ANN ARBOR—A University of Michigan startup company that bridges the gap between students and professors with technology was acquired today by Echo360.
LectureTools is a web-based student response, note-taking and inquiry system that turns cell phones, iPads and laptops into learning aids, allowing students in large lecture settings to more effectively interact with professors.
Echo360 is a Dulles, Va.-based education technology company specializes in active learning tools. Financial terms of the deal were not disclosed.
“Echo360 selected LectureTools because it embodies how outstanding innovation can address an urgent teaching need, measurably improve the learning experience, and do so through a smart and efficient technology solution,” said Fred Singer, CEO of Echo360.
Perry Samson, the Arthur F. Thurnau Professor of Atmospheric, Oceanic and Space Sciences and the developer of LectureTools, said the deal means the Ann Arbor-based company would play a significant role designing an active learning platform.
“As part of this deal, the LectureTools group will expand significantly in Ann Arbor with a focus on integrating the multiple tools that research says can help improve student participation and engagement,” Samson said.
Samson will continue teaching at U-M while serving as Head of Education Innovation at Echo 360
“This is a huge opportunity for Ann Arbor to play a significant role in the delivery of online courses and to improve the environment for face-to-face courses,” Samson said. “By joining Echo360, we can deliver the benefits of LectureTools technology to more than 500 universities around the globe quickly and easily.”
Samson and a group of former students cofounded the Weather Underground, which sold in the summer to the Weather Channel. LectureTools also sprouted with a dedicated group of recently graduated U-M students including Jason Aubrey, Bret Squire and Sharanyan Ravi. Aubrey, cofounder of LectureTools, joins Echo360 as a product manager.
“It is a testament to the quality of students at the University of Michigan that these businesses have flourished,” he said.
Samson said the deal could give LectureTools broader reach for in-class activities, with tools for use outside class. Notes taken either in class or during the playback of a podcast, for example, will be synchronized. And work in or out of class will be tied to the students’ textbooks or files that the instructor uploads.
Through the LectureTools technology, students can rate their comprehension slide by slide and the instructor can see the feedback in real time. They also can ask questions that teaching assistants can answer online as the lecture continues. Answered questions become anonymously visible to the entire class, and they’re saved into an archive of student inquiry. Students can type notes right in the system, alongside the instructor’s slides.
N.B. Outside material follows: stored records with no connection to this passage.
use argon2::{
    password_hash::{PasswordHash, PasswordHasher, PasswordVerifier, SaltString},
    Argon2, ParamsBuilder,
};
use deadpool_postgres::Pool;
use rand::{rngs::OsRng, RngCore};
use zeroize::Zeroize;

use crate::error::{AppError, Result};
use crate::models::user::User;
use crate::repositories::user as user_repo;

/// The memory cost for Argon2 in MB.
const ARGON2_MEMORY_MB: u32 = 19;
/// The number of iterations for Argon2.
const ARGON2_ITERATIONS: u32 = 3;
/// The parallelism factor for Argon2.
const ARGON2_PARALLELISM: u32 = 1;

/// The outcome of a registration attempt that passed validation.
pub enum RegisterOutcome {
    /// The user record was created.
    Created(User),
    /// A record with this email already exists; nothing was written.
    DuplicateEmail,
}

/// The outcome of a login attempt that passed validation.
pub enum LoginOutcome {
    /// Credentials matched.
    Success(User),
    /// No record for this email.
    UserNotFound,
    /// The record exists but the password did not match.
    WrongPassword,
}

/// Hashes a password using Argon2id with a fixed cost.
fn hash_password(password: &str) -> Result<String> {
    let mut password_bytes = password.as_bytes().to_vec();

    let mut salt_bytes = [0u8; 16];
    OsRng
        .try_fill_bytes(&mut salt_bytes)
        .map_err(|e| AppError::Hashing(format!("Failed to generate salt: {}", e)))?;

    let salt = SaltString::encode_b64(&salt_bytes)
        .map_err(|e| AppError::Hashing(format!("Salt encoding error: {}", e)))?;

    let argon2 = Argon2::new(
        argon2::Algorithm::Argon2id,
        argon2::Version::V0x13,
        ParamsBuilder::new()
            .m_cost(ARGON2_MEMORY_MB * 1024)
            .t_cost(ARGON2_ITERATIONS)
            .p_cost(ARGON2_PARALLELISM)
            .build()
            .map_err(|e| AppError::Hashing(format!("Argon2 params: {}", e)))?,
    );

    let password_hash = argon2
        .hash_password(&password_bytes, &salt)
        .map_err(|e| AppError::Hashing(format!("Argon2 hash error: {}", e)))?
        .to_string();

    password_bytes.zeroize();
    Ok(password_hash)
}

/// Verifies a plaintext candidate against a stored hash.
///
/// The comparison inside the verifier is constant-time.
fn verify_password(password: &str, hash: &str) -> Result<bool> {
    let mut password_bytes = password.as_bytes().to_vec();
    let parsed_hash =
        PasswordHash::new(hash).map_err(|e| AppError::Hashing(format!("Hash parse error: {}", e)))?;
    let result = Argon2::default()
        .verify_password(&password_bytes, &parsed_hash)
        .is_ok();

    password_bytes.zeroize();
    Ok(result)
}

/// Registers a new user.
///
/// Duplicate detection is a find-before-insert check, not a storage
/// constraint, so the plaintext is only hashed once the email is known
/// to be unused.
pub async fn register(
    db: &Pool,
    name: String,
    email: String,
    password: String,
    phone_number: String,
    terms_accepted: bool,
) -> Result<RegisterOutcome> {
    if user_repo::find_by_email(db, &email).await?.is_some() {
        tracing::info!("Registration rejected, email already in use: {}", email);
        return Ok(RegisterOutcome::DuplicateEmail);
    }

    let password_hash = hash_password(&password)?;
    let user = user_repo::insert(db, name, email, password_hash, phone_number, terms_accepted).await?;

    tracing::info!("✅ User created with ID: {}", user.id);
    Ok(RegisterOutcome::Created(user))
}

/// Authenticates a user by email and password.
pub async fn authenticate(db: &Pool, email: &str, password: &str) -> Result<LoginOutcome> {
    tracing::debug!("🔐 Authenticating user: {}", email);

    let Some(user) = user_repo::find_by_email(db, email).await? else {
        return Ok(LoginOutcome::UserNotFound);
    };

    if !verify_password(password, &user.password_hash)? {
        return Ok(LoginOutcome::WrongPassword);
    }

    tracing::info!("✅ User authenticated: {}", user.id);
    Ok(LoginOutcome::Success(user))
}

#[cfg(test)]
mod tests {
    use super::*;

    #[test]
    fn hash_is_never_the_plaintext() {
        let hash = hash_password("password1").unwrap();
        assert_ne!(hash, "password1");
        assert!(hash.starts_with("$argon2id$"));
    }

    #[test]
    fn verify_accepts_the_original_password_only() {
        let hash = hash_password("password1").unwrap();
        assert!(verify_password("password1", &hash).unwrap());
        assert!(!verify_password("password2", &hash).unwrap());
        assert!(!verify_password("", &hash).unwrap());
    }

    #[test]
    fn salts_make_hashes_distinct() {
        let a = hash_password("password1").unwrap();
        let b = hash_password("password1").unwrap();
        assert_ne!(a, b);
    }

    #[test]
    fn verify_rejects_garbage_hash() {
        assert!(verify_password("password1", "not-a-phc-string").is_err());
    }
}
And they can bookmark certain slides for later review.
Together, these features create a central place for students to access all of their study materials, which can help them stay organized and engaged, developers say.
To get off the ground, LectureTools received support from both the National Science Foundation and the U-M and utilized resources from U-M’s TechArb business incubator and worked extensively with U-M Tech Transfer’s Venture Center.
“We’re pleased for LectureTools, one of our 2012 classes of U-M startups that was nurtured by both our Venture Center and the TechArb student accelerator,” said Ken Nisbet, executive director of U-M Tech Transfer. “We’ve already been in conversation with Echo360 about ways the University could assist to further their growth potential in Ann Arbor.”